Achieving the best outcomes from data analysis no matter its provenance–databases, systems, storage, etc.–is huge in a world swimming in data. Denodo uses the technology known as data virtualization to get speedy and insightful results from data no matter the origin. We sat down with Suresh Chandrasekaran, Senior Vice President at Denodo, to get a much better understanding of why his company focuses 100% on this solution.
insideBIGDATA: Why does the world need data virtualization and what does the Denodo Platform offer?
Suresh Chandrasekaran: I could argue that everything that the world needs, except for love and kindness, can be made better with data.
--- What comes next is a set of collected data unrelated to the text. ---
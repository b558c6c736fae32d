//! Output destination for the converted text.

use std::io::{self, Write};
use std::path::{Path, PathBuf};

/// Where converted text goes.
#[derive(Clone, Debug, PartialEq, Eq)]
pub enum Sink {
    /// Printed to standard output, followed by a newline.
    Stdout,
    /// Written to a file, replacing any previous content.
    File(PathBuf),
}

impl Sink {
    pub fn new(path: Option<PathBuf>) -> Self {
        match path {
            Some(path) => Sink::File(path),
            None => Sink::Stdout,
        }
    }

    pub fn path(&self) -> Option<&Path> {
        match self {
            Sink::Stdout => None,
            Sink::File(path) => Some(path),
        }
    }

    /// Writes the whole text in one go.
    pub fn write(&self, text: &str) -> io::Result<()> {
        match self {
            Sink::Stdout => print_to(&mut io::stdout().lock(), text),
            Sink::File(path) => std::fs::write(path, text),
        }
    }
}

fn print_to(out: &mut impl Write, text: &str) -> io::Result<()> {
    out.write_all(text.as_bytes())?;
    out.write_all(b"\n")?;
    out.flush()
}

#[cfg(test)]
mod tests {
    use super::*;
    use tempfile::TempDir;

    #[test]
    fn console_output_ends_with_newline() {
        let mut out = Vec::new();
        print_to(&mut out, "\n[[Actor]]").unwrap();
        assert_eq!(out, b"\n[[Actor]]\n");
    }

    #[test]
    fn file_output_is_exact_and_overwrites() {
        let temp_dir = TempDir::new().unwrap();
        let path = temp_dir.path().join("actors.toml");
        std::fs::write(&path, "previous content that is longer").unwrap();

        let sink = Sink::new(Some(path.clone()));
        sink.write("\n[[Actor]]\n").unwrap();

        assert_eq!(std::fs::read_to_string(&path).unwrap(), "\n[[Actor]]\n");
        assert_eq!(sink.path(), Some(path.as_path()));
    }

    #[test]
    fn missing_path_means_stdout() {
        assert_eq!(Sink::new(None), Sink::Stdout);
        assert_eq!(Sink::Stdout.path(), None);
    }

    #[test]
    fn unwritable_path_is_an_error() {
        let temp_dir = TempDir::new().unwrap();
        let sink = Sink::new(Some(temp_dir.path().join("missing").join("actors.toml")));
        assert!(sink.write("x").is_err());
    }
}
Every cool innovation, in technology or in business – be it in the area of internet of things, hyper-connectedness, real-time and predictive analytics or customer intimacy – is driven by better use of increasingly complex and disparate data. Simply put, data virtualization is the shortest path between the need for data and its fulfillment. Unlike other integration technologies, it lets the data live wherever it already is but provides integrated access to the users, speeding up time to solution. It lets business leaders, data scientists, innovators, operational decision makers, you and me, “do our thing” to achieve better outcomes; all without having to worry about how to access, store, convert, integrate, copy, move, secure, and distribute data upfront and on an ongoing basis. So everyone needs data virtualization, and Denodo is both the leader in data virtualization and also the only company in the world that doesn’t just dabble in it, but makes it 100 percent of its focus.
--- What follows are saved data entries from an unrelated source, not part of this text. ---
//! TOML emitter for the scene editor's actor list.
//!
//! The layout is fixed by the editor and written by hand rather than through a
//! generic TOML serializer:
//!
//! ```toml
//! [[Actor]]
//! 	Name = "En_Test"
//! 	Index = 2
//! 	Objects = [50]
//! 	[[Actor.Property]]
//! 		Mask = 3840
//! 		Name = "Presets"
//! 		Target = "Var"
//! 		Dropdown = [
//! 			[1,"One"],
//! 			[2,"Two"]
//! 		]
//! ```
//!
//! Only `Notes` is escaped (newlines and double quotes). Other strings are
//! written verbatim.

use crate::model::{DropdownOption, NormalizedActor, PropertyEntry};

/// Line-oriented writer that indents with one tab per nesting level.
///
/// Each line starts with a newline followed by the current indentation, so the
/// output begins with an empty line.
#[derive(Debug, Default)]
pub struct TomlWriter {
    out: String,
    depth: usize,
}

impl TomlWriter {
    pub fn new() -> Self {
        Self::default()
    }

    pub fn depth(&self) -> usize {
        self.depth
    }

    /// Emits `text` on a new line at the current depth.
    pub fn line(&mut self, text: &str) {
        self.out.push_str(&line_break(self.depth));
        self.out.push_str(text);
    }

    /// Emits `header`, then runs `body` one level deeper.
    ///
    /// The depth is restored when `body` returns, whatever path it took.
    pub fn block<F>(&mut self, header: &str, body: F)
    where
        F: FnOnce(&mut Self),
    {
        self.line(header);
        self.depth += 1;
        body(self);
        self.depth -= 1;
    }

    pub fn finish(self) -> String {
        self.out
    }
}

/// Newline followed by `depth` tabs.
fn line_break(depth: usize) -> String {
    let mut text = String::with_capacity(depth + 1);
    text.push('\n');
    text.extend(std::iter::repeat_n('\t', depth));
    text
}

/// Renders actors as `[[Actor]]` blocks, each followed by a blank line.
pub fn write_actors(actors: &[NormalizedActor]) -> String {
    let mut writer = TomlWriter::new();

    for actor in actors {
        writer.block("[[Actor]]", |w| write_actor(w, actor));
        writer.line("");
    }

    writer.finish()
}

fn write_actor(w: &mut TomlWriter, actor: &NormalizedActor) {
    w.line(&format!("Name = \"{}\"", actor.name));
    w.line(&format!("Index = {}", actor.index));

    if let Some(category) = &actor.category {
        w.line(&format!("Category = \"{}\"", category));
    }
    if let Some(notes) = &actor.notes {
        w.line(&format!("Notes = \"{}\"", escape_notes(notes)));
    }
    if let Some(objects) = &actor.objects {
        w.line(&format!("Objects = {}", integer_array(objects)));
    }

    for property in actor.properties.iter().flatten() {
        w.block("[[Actor.Property]]", |w| write_property(w, property));
    }
}

fn write_property(w: &mut TomlWriter, property: &PropertyEntry) {
    w.line(&format!("Mask = {}", property.mask));
    w.line(&format!("Name = \"{}\"", property.name));
    w.line(&format!("Target = \"{}\"", property.target));

    if let Some(dropdown) = &property.dropdown {
        let literal = dropdown_array(dropdown, w.depth());
        w.line(&format!("Dropdown = {}", literal));
    }
}

/// Escapes newlines and double quotes; nothing else.
pub fn escape_notes(notes: &str) -> String {
    notes.replace('\n', "\\n").replace('"', "\\\"")
}

fn integer_array(values: &[u32]) -> String {
    let items: Vec<String> = values.iter().map(u32::to_string).collect();
    format!("[{}]", items.join(","))
}

/// One `[value,"label"]` pair per line, one level deeper than `depth`, with the
/// closing bracket back at `depth`.
fn dropdown_array(options: &[DropdownOption], depth: usize) -> String {
    let inner = line_break(depth + 1);
    let outer = line_break(depth);
    let pairs: Vec<String> = options.iter().map(dropdown_pair).collect();

    format!("[{inner}{}{outer}]", pairs.join(&format!(",{inner}")))
}

fn dropdown_pair(option: &DropdownOption) -> String {
    let label = serde_json::Value::String(option.label().to_string());
    format!("[{},{}]", option.value(), label)
}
The benefits of data virtualization in access, time, cost and flexibility are well documented. A video on our website describes how our customer, The Climate Corporation, integrates massive big data analytics which consists of weather sensor data and crop yield models with insurance sales and marketing systems in the cloud using data virtualization. It also describes how they were able to do 3x more using only a third of the staff while providing a flexible architecture for meeting changing future needs of the business using data virtualization. And that’s tremendous. Big and small organizations – from AAA to Vodafone, Biogen Idec to Nationwide, US Dept of Energy to National Institutes of Health – have gone public with their stories of how data virtualization helps their mission.
insideBIGDATA: Can you please describe Denodo’s solutions?
Suresh Chandrasekaran: The Denodo Platform delivers the capability to access any kind of data from anywhere it lives without necessarily moving it to a central location like a data warehouse. Once moved it exposes that data to various users and analytical/business applications as virtual data services in a way that is meaningful to the users, in real-time, with high performance, using caching and minimal data movement only as needed. That is data virtualization in a nutshell. Imagine an hour-glass architecture where at the bottom you have many sources and at the top many users, but a thin, light-weight layer in the middle to efficiently bridge data access, integration and delivery, while minimizing replication and cost. Data virtualization has been compared to earlier forms of data federation. It does that as well as real-time distributed query optimization but it also does much more. It provides abstraction and decoupling between physical systems/location and logical data needs. It includes tools for semantic integration of structured to highly unstructured data. It enables intelligent caching and selective persistence to balance source and application performance. It layers in security, governance and data services delivery capabilities that may not be available or a good match between original sources and intended new applications.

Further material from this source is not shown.